È sconvolgente l’età delle vittime di infortuni: perdono la vita moltissimi giovani sotto i venti e trent’anni, ma soprattutto in tarda età, il 27% di tutti i morti sui luoghi di lavoro hanno dai 61 anni in su (esclusi morti in itinere e sulle strade), una percentuale impressionante. Gli stranieri morti sul lavoro nel 2018 sono stati il 7,1% sul totale.
Le leggi degli ultimi 15-20 anni che hanno liberalizzato il mercato del lavoro senza procurare alcun vantaggio in termini aumento dell’occupazione, anzi al contrario, l’abolizione dell’articolo 18, la diffusione a dismisura del precariato, il Jobs Act e la legge Fornero, hanno fatto peggiorare le condizioni di lavoro, soprattutto tra i neo assunti e i lavoratori più anziani. Le Regioni con più morti sul lavoro sono la Lombardia, il Veneto, la Campania e l’Emilia-Romagna.
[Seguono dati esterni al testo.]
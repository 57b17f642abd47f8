//! Tokio runtime wiring.
//!
//! A single task owns the [`Console`] and feeds it inputs from every source in
//! arrival order: socket events, request replies, timer expiries, operator
//! commands and signals.

use crate::commands::Command;
use crate::config::AppConfig;
use crate::console::{Console, ConsoleOptions, Flow, Input};
use crate::error::AppResult;
use desk_api::{ApiReply, ApiResult, CredentialStore, HttpRequestLayer};
use desk_core::{Scheduler, Timer};
use desk_ws::{TaggedSocketEvent, WsConnector};
use futures_util::StreamExt;
use std::collections::HashMap;
use std::path::PathBuf;
use std::time::Duration;
use tokio::io::{AsyncBufReadExt, BufReader};
use tokio::sync::mpsc;
use tokio_util::time::{delay_queue, DelayQueue};
use tracing::{debug, info, warn};

/// Operator command queue depth.
const COMMAND_CHANNEL_SIZE: usize = 32;

/// Slack on top of the request timeout when waiting for the final save reply,
/// so a timed-out request still reports back.
const SAVE_REPLY_GRACE: Duration = Duration::from_millis(250);

// ============================================================================
// Scheduler
// ============================================================================

/// Production scheduler backed by a `DelayQueue`, one entry per timer kind.
pub struct TokioScheduler {
    queue: DelayQueue<Timer>,
    keys: HashMap<Timer, delay_queue::Key>,
}

impl Default for TokioScheduler {
    fn default() -> Self {
        Self::new()
    }
}

impl TokioScheduler {
    pub fn new() -> Self {
        Self {
            queue: DelayQueue::new(),
            keys: HashMap::new(),
        }
    }

    pub fn is_empty(&self) -> bool {
        self.keys.is_empty()
    }

    /// Wait for the next expiry. Returns `None` immediately when nothing is
    /// armed.
    pub async fn next_expired(&mut self) -> Option<Timer> {
        let expired = self.queue.next().await?;
        let timer = expired.into_inner();
        self.keys.remove(&timer);
        Some(timer)
    }
}

impl Scheduler for TokioScheduler {
    fn schedule(&mut self, timer: Timer, delay: Duration) {
        match self.keys.get(&timer) {
            Some(key) => self.queue.reset(key, delay),
            None => {
                let key = self.queue.insert(timer, delay);
                self.keys.insert(timer, key);
            }
        }
        debug!(timer = timer.as_str(), delay_ms = delay.as_millis() as u64, "Timer armed");
    }

    fn cancel(&mut self, timer: Timer) {
        if let Some(key) = self.keys.remove(&timer) {
            self.queue.remove(&key);
        }
    }

    fn is_pending(&self, timer: Timer) -> bool {
        self.keys.contains_key(&timer)
    }
}

// ============================================================================
// Main loop
// ============================================================================

/// Build the console against the real engine and run until quit or Ctrl-C.
///
/// `config_path` is re-read on SIGHUP.
pub async fn run(config: AppConfig, config_path: Option<PathBuf>) -> AppResult<()> {
    let (connector, mut socket_rx) = WsConnector::with_channel(config.link.connect_timeout());
    let (reply_tx, mut reply_rx) = mpsc::unbounded_channel::<ApiReply>();
    let credentials = CredentialStore::new(config.api.access_key.clone());
    if !credentials.is_authenticated() {
        warn!("No access key configured, requests are sent unauthenticated");
    }
    let api = HttpRequestLayer::new(
        &config.server_url,
        config.api.timeout(),
        credentials,
        reply_tx,
    )?;

    let mut console = Console::new(ConsoleOptions::from(&config), connector, Box::new(api));
    let mut sched = TokioScheduler::new();
    let mut commands = spawn_stdin_reader();
    let mut hangup = Hangup::new()?;
    let ctrl_c = tokio::signal::ctrl_c();
    tokio::pin!(ctrl_c);

    console.start(&mut sched);
    info!(server_url = %config.server_url, "Console running, type `help` for commands");

    loop {
        let flow = tokio::select! {
            _ = &mut ctrl_c => {
                info!("Ctrl-C received, shutting down");
                Flow::Shutdown
            }
            Some(()) = hangup.recv() => {
                info!("SIGHUP received, reloading");
                reload(&mut console, config_path.as_deref(), &mut sched);
                Flow::Continue
            }
            Some((id, event)) = socket_rx.recv() => {
                console.handle(Input::Socket(id, event), &mut sched)
            }
            Some(reply) = reply_rx.recv() => {
                console.handle(Input::Api(reply), &mut sched)
            }
            Some(timer) = sched.next_expired(), if !sched.is_empty() => {
                console.handle(Input::Timer(timer), &mut sched)
            }
            Some(line) = commands.recv() => {
                match line.parse::<Command>() {
                    Ok(command) => console.handle(Input::Command(command), &mut sched),
                    Err(e) => Flow::Output(e.to_string()),
                }
            }
        };

        match flow {
            Flow::Continue => {}
            Flow::Output(text) => println!("{}", text.trim_end()),
            Flow::Shutdown => break,
        }
    }

    if console.shutdown(&mut sched) {
        let limit = config.api.timeout() + SAVE_REPLY_GRACE;
        match await_settings_saved(&mut reply_rx, limit).await {
            Some(result) => {
                match &result {
                    Ok(()) => info!("Pending settings save confirmed"),
                    Err(e) => warn!(error = %e, "Pending settings save failed"),
                }
                console.handle(Input::Api(ApiReply::SettingsSaved(result)), &mut sched);
            }
            None => warn!(
                limit_ms = limit.as_millis() as u64,
                "No reply to pending settings save before exit"
            ),
        }
    }
    drain_socket_events(&mut socket_rx).await;
    Ok(())
}

/// Wait up to `limit` for a `SettingsSaved` reply. Other replies are dropped.
/// Returns `None` on timeout or when the reply channel closes.
async fn await_settings_saved(
    reply_rx: &mut mpsc::UnboundedReceiver<ApiReply>,
    limit: Duration,
) -> Option<ApiResult<()>> {
    let wait = async {
        while let Some(reply) = reply_rx.recv().await {
            match reply {
                ApiReply::SettingsSaved(result) => return Some(result),
                other => debug!(kind = other.kind(), "Reply dropped during shutdown"),
            }
        }
        None
    };
    tokio::time::timeout(limit, wait).await.ok().flatten()
}

/// Re-read the config file and re-create the link. A bad file keeps the
/// current link settings.
fn reload(
    console: &mut Console<WsConnector>,
    path: Option<&std::path::Path>,
    sched: &mut TokioScheduler,
) {
    match AppConfig::load(path) {
        Ok(config) => console.reload(Some(&config), sched),
        Err(e) => {
            warn!(error = %e, "Config reload failed, keeping current link settings");
            console.reload(None, sched);
        }
    }
}

/// Give socket tasks a moment to send their close frames.
async fn drain_socket_events(socket_rx: &mut mpsc::Receiver<TaggedSocketEvent>) {
    let deadline = tokio::time::sleep(Duration::from_millis(500));
    tokio::pin!(deadline);
    loop {
        tokio::select! {
            _ = &mut deadline => break,
            event = socket_rx.recv() => match event {
                Some((id, event)) => debug!(socket = %id, kind = event.kind(), "Socket event after shutdown"),
                None => break,
            },
        }
    }
}

/// Forward stdin lines to the console task. The channel closes with stdin.
fn spawn_stdin_reader() -> mpsc::Receiver<String> {
    let (tx, rx) = mpsc::channel(COMMAND_CHANNEL_SIZE);
    tokio::spawn(async move {
        let mut lines = BufReader::new(tokio::io::stdin()).lines();
        loop {
            match lines.next_line().await {
                Ok(Some(line)) if line.trim().is_empty() => continue,
                Ok(Some(line)) => {
                    if tx.send(line).await.is_err() {
                        break;
                    }
                }
                Ok(None) => {
                    debug!("stdin closed, operator commands disabled");
                    break;
                }
                Err(e) => {
                    warn!(error = %e, "stdin read failed");
                    break;
                }
            }
        }
    });
    rx
}

// ============================================================================
// Signals
// ============================================================================

#[cfg(unix)]
struct Hangup(tokio::signal::unix::Signal);

#[cfg(unix)]
impl Hangup {
    fn new() -> AppResult<Self> {
        use tokio::signal::unix::{signal, SignalKind};
        Ok(Self(signal(SignalKind::hangup())?))
    }

    async fn recv(&mut self) -> Option<()> {
        self.0.recv().await
    }
}

#[cfg(not(unix))]
struct Hangup;

#[cfg(not(unix))]
impl Hangup {
    fn new() -> AppResult<Self> {
        Ok(Self)
    }

    async fn recv(&mut self) -> Option<()> {
        std::future::pending().await
    }
}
Tre di queste amministrazioni regionali invece di impegnarsi ad arginare questo fenomeno, pretendono la piena autonomia finanziaria, così da poter distruggere in pochi anni l’Unità del Paese e anche la Sicurezza dei lavoratori.
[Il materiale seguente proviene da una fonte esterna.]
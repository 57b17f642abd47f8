//! Bounded newest-first operator log.

use desk_core::{LogEntry, LogLevel};
use std::collections::VecDeque;

/// Default number of entries kept, matching the engine's own history.
pub const DEFAULT_CAPACITY: usize = 200;

#[derive(Debug)]
pub struct LogBook {
    entries: VecDeque<LogEntry>,
    capacity: usize,
}

impl Default for LogBook {
    fn default() -> Self {
        Self::new(DEFAULT_CAPACITY)
    }
}

impl LogBook {
    pub fn new(capacity: usize) -> Self {
        Self {
            entries: VecDeque::with_capacity(capacity),
            capacity: capacity.max(1),
        }
    }

    /// Prepend an entry, evicting the oldest when full.
    pub fn push(&mut self, entry: LogEntry) {
        if self.entries.len() == self.capacity {
            self.entries.pop_back();
        }
        self.entries.push_front(entry);
    }

    /// Newest first.
    pub fn entries(&self) -> impl Iterator<Item = &LogEntry> {
        self.entries.iter()
    }

    pub fn latest(&self) -> Option<&LogEntry> {
        self.entries.front()
    }

    pub fn count_level(&self, level: LogLevel) -> usize {
        self.entries.iter().filter(|e| e.level == level).count()
    }

    pub fn len(&self) -> usize {
        self.entries.len()
    }

    pub fn is_empty(&self) -> bool {
        self.entries.is_empty()
    }

    pub fn clear(&mut self) {
        self.entries.clear();
    }
}
//! Client-side mirrors of engine state.
//!
//! Each mirror owns its state and is mutated only through its own
//! operations:
//! - [`StatusTracker`]: run/stop flags, status line and derived severity
//! - [`ProgressTracker`]: last task progress with linger-then-hide display
//! - [`PositionMirror`]: open positions, close patches, selection, aggregates
//! - [`LogBook`]: bounded operator log
//!
//! [`Mirrors`] wires the one cross-mirror rule: the end of a run winds the
//! progress display down, and progress pushes are dropped while stopping.

pub mod logbook;
pub mod positions;
pub mod progress;
pub mod status;

pub use logbook::LogBook;
pub use positions::{CloseOutcome, PositionMirror, FULL_CLOSE_EPSILON};
pub use progress::ProgressTracker;
pub use status::{StatusChange, StatusTracker};

use desk_core::{ProgressUpdate, Scheduler, Timer};
use std::time::Duration;

/// The status, progress, position and log mirrors of one console.
#[derive(Debug, Default)]
pub struct Mirrors {
    pub status: StatusTracker,
    pub progress: ProgressTracker,
    pub positions: PositionMirror,
    pub log: LogBook,
}

impl Mirrors {
    pub fn new(progress_linger: Duration, log_capacity: usize) -> Self {
        Self {
            status: StatusTracker::new(),
            progress: ProgressTracker::new(progress_linger),
            positions: PositionMirror::new(),
            log: LogBook::new(log_capacity),
        }
    }

    /// Status write that also winds progress down when the run ends.
    pub fn set_status(
        &mut self,
        message: impl Into<String>,
        running: Option<bool>,
        sched: &mut dyn Scheduler,
    ) {
        if self.status.set_status(message, running) == StatusChange::RunEnded {
            self.progress.on_run_ended(sched);
        }
    }

    /// Progress push, gated on the stop state.
    pub fn update_progress(&mut self, update: ProgressUpdate, sched: &mut dyn Scheduler) {
        self.progress
            .update(update, self.status.is_stopping(), sched);
    }

    pub fn on_timer(&mut self, sched: &mut dyn Scheduler, timer: Timer) {
        self.progress.on_timer(sched, timer);
    }
}

#[cfg(test)]
mod tests {
    use super::*;
    use desk_core::ManualScheduler;

    fn final_update() -> ProgressUpdate {
        ProgressUpdate {
            success_count: 2,
            failed_count: 0,
            total: 2,
            task_name: "open".to_string(),
            is_final: true,
        }
    }

    #[test]
    fn test_stop_blocks_progress_until_run_ends() {
        let mut mirrors = Mirrors::default();
        let mut sched = ManualScheduler::new();
        mirrors.set_status("Working", Some(true), &mut sched);
        mirrors.status.initiate_stop();

        mirrors.update_progress(final_update(), &mut sched);
        assert!(!mirrors.progress.is_visible());

        mirrors.set_status("Stopped", Some(false), &mut sched);
        mirrors.update_progress(final_update(), &mut sched);
        assert!(mirrors.progress.is_visible());
    }

    #[test]
    fn test_run_end_hides_running_progress() {
        let mut mirrors = Mirrors::default();
        let mut sched = ManualScheduler::new();
        mirrors.set_status("Working", Some(true), &mut sched);
        mirrors.progress.seed("sync", 5, &mut sched);

        mirrors.set_status("Ready", Some(false), &mut sched);
        assert!(!mirrors.progress.is_visible());
    }

    #[test]
    fn test_final_progress_lingers_after_run_end() {
        let mut mirrors = Mirrors::default();
        let mut sched = ManualScheduler::new();
        mirrors.set_status("Working", Some(true), &mut sched);
        mirrors.update_progress(final_update(), &mut sched);
        mirrors.set_status("Ready", Some(false), &mut sched);
        assert!(mirrors.progress.is_visible());

        for timer in sched.advance(Duration::from_secs(3)) {
            mirrors.on_timer(&mut sched, timer);
        }
        assert!(!mirrors.progress.is_visible());
    }
}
Siamo convinti che il problema della sicurezza nei luoghi di lavoro non sia esclusivamente un problema normativo: come accade spesso in Italia le leggi ci sono, ma vanno fatte applicare. C’è certamente un problema di controlli e di risorse limitate degli ispettorati del lavoro (3.500 ispettori per i circa 4,4 milioni di imprese), ma anche in modo significativo, un problema di organizzazione del lavoro, di formazione e di cultura della sicurezza, delle imprese e dei lavoratori.
A fronte di questo quadro preoccupante, a questi numeri impressionanti, che meriterebbero uno sforzo intenso e mirato da parte dello Stato in termini di controllo e di formazione delle imprese e dei lavoratori, cosa fa il “governo del cambiamento”, oltre ad abolire la povertà?
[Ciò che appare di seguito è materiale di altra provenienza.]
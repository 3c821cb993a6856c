//! Single-worker execution channel.
//!
//! One dedicated OS thread pulls boxed jobs off a bounded queue and runs them one at a time,
//! in submission order. Callers await a oneshot reply, so async tasks never block while the
//! data store works. Dropping the last sender lets the thread drain what is queued and exit.

#![forbid(unsafe_code)]

use std::panic::AssertUnwindSafe;
use std::sync::atomic::{AtomicUsize, Ordering};
use std::sync::{Arc, Mutex, PoisonError};
use std::thread::JoinHandle;
use std::time::Instant;

use metrics::{gauge, histogram};
use tokio::sync::{mpsc, oneshot};
use tracing::{debug, info, warn};

type Job = Box<dyn FnOnce() + Send + 'static>;

#[derive(Debug, thiserror::Error)]
pub enum WorkerError {
    #[error("worker channel closed")]
    Closed,
    #[error("worker job panicked")]
    Panicked,
    #[error("failed to spawn worker thread: {0}")]
    Spawn(#[from] std::io::Error),
}

pub struct Worker {
    tx: Mutex<Option<mpsc::Sender<Job>>>,
    thread: Mutex<Option<JoinHandle<()>>>,
    pending: Arc<AtomicUsize>,
}

impl Worker {
    /// Start the worker thread. `queue_cap` bounds how many jobs may wait; submitters
    /// suspend while the queue is full.
    pub fn spawn(name: &str, queue_cap: usize) -> Result<Self, WorkerError> {
        let (tx, mut rx) = mpsc::channel::<Job>(queue_cap.max(1));
        let pending = Arc::new(AtomicUsize::new(0));
        let depth = Arc::clone(&pending);
        let thread = std::thread::Builder::new().name(name.to_string()).spawn(move || {
            let mut ran = 0u64;
            while let Some(job) = rx.blocking_recv() {
                let started = Instant::now();
                job();
                ran += 1;
                let left = depth.fetch_sub(1, Ordering::AcqRel).saturating_sub(1);
                gauge!("worker_queue_depth", left as f64);
                histogram!("worker_job_ms", started.elapsed().as_secs_f64() * 1000.0);
            }
            info!(ran, "worker queue closed; thread exiting");
        })?;
        debug!(name, queue_cap, "worker thread started");
        Ok(Self { tx: Mutex::new(Some(tx)), thread: Mutex::new(Some(thread)), pending })
    }

    /// Jobs queued or running.
    pub fn pending(&self) -> usize { self.pending.load(Ordering::Acquire) }

    /// Run `f` on the worker thread and wait for its result.
    ///
    /// Once queued the job always runs to completion, even if this future is dropped.
    pub async fn submit<F, R>(&self, f: F) -> Result<R, WorkerError>
    where
        F: FnOnce() -> R + Send + 'static,
        R: Send + 'static,
    {
        let tx = self.tx.lock().unwrap_or_else(PoisonError::into_inner).clone().ok_or(WorkerError::Closed)?;
        let (reply_tx, reply_rx) = oneshot::channel();
        let job: Job = Box::new(move || {
            let out = std::panic::catch_unwind(AssertUnwindSafe(f));
            let _ = reply_tx.send(out);
        });
        // Count the job only once it holds a queue slot; a submit dropped while waiting for
        // room leaves nothing behind.
        let permit = tx.reserve().await.map_err(|_| WorkerError::Closed)?;
        let depth = self.pending.fetch_add(1, Ordering::AcqRel).saturating_add(1);
        gauge!("worker_queue_depth", depth as f64);
        permit.send(job);
        drop(tx);
        match reply_rx.await {
            Ok(Ok(value)) => Ok(value),
            Ok(Err(_)) => {
                warn!("worker job panicked");
                Err(WorkerError::Panicked)
            }
            Err(_) => Err(WorkerError::Closed),
        }
    }

    /// Stop accepting work, let the thread finish everything already queued, and join it.
    pub async fn shutdown(&self) {
        drop(self.tx.lock().unwrap_or_else(PoisonError::into_inner).take());
        let thread = self.thread.lock().unwrap_or_else(PoisonError::into_inner).take();
        if let Some(thread) = thread {
            match tokio::task::spawn_blocking(move || thread.join()).await {
                Ok(Ok(())) => info!("worker drained and joined"),
                Ok(Err(_)) => warn!("worker thread panicked"),
                Err(e) => warn!(error = %e, "joining worker thread failed"),
            }
        }
    }
}

impl Drop for Worker {
    fn drop(&mut self) {
        // The detached thread still drains whatever is queued.
        drop(self.tx.lock().unwrap_or_else(PoisonError::into_inner).take());
    }
}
In una delle peggiori e contradditorie legge di bilancio degli ultimi anni, approvata nel solco della peggiore tradizione, votata a colpi di fiducia dal Parlamento il 30 dicembre all’ultimo minuto senza che i parlamentari potessero neanche leggerla, nei 1.143 commi racchiusi in un solo articolo, c’è tutto e il contrario di tutto. E così, tra aumenti della tassazione per le imprese non profit, improbabili “autostrade ciclabili”, tagli indiscriminati all’editoria indipendente, possibilità di affidamento diretto senza gara d’appalto per opere sino a 150.00 euro, ai commi 1121-1126 il governo prevede tagli di fondi per la sicurezza sul lavoro: poiché si prevede la riduzione dei premi e contribuiti per le assicurazioni contro gli infortuni e le malattie professionali (c. 1121), per compensare le minori entrate per l’Inail, si tagliano i fondi per le «risorse strutturali» destinate all’Inail per finanziare progetti di investimento e formazione in salute e sicurezza (c. 1122). 410 milioni di euro in meno tra il 2019 e il 2021!
Ecco, riteniamo non ci potesse essere modo più offensivo e irriverente per ricordare non solo i morti della Lamina di Milano, ma tutte le lavoratrici e tutti e i lavoratori vittime di infortuni e malattie professionali. Ma in fondo da questo governo di aspiranti stregoni non potevamo aspettarci nulla di diverso.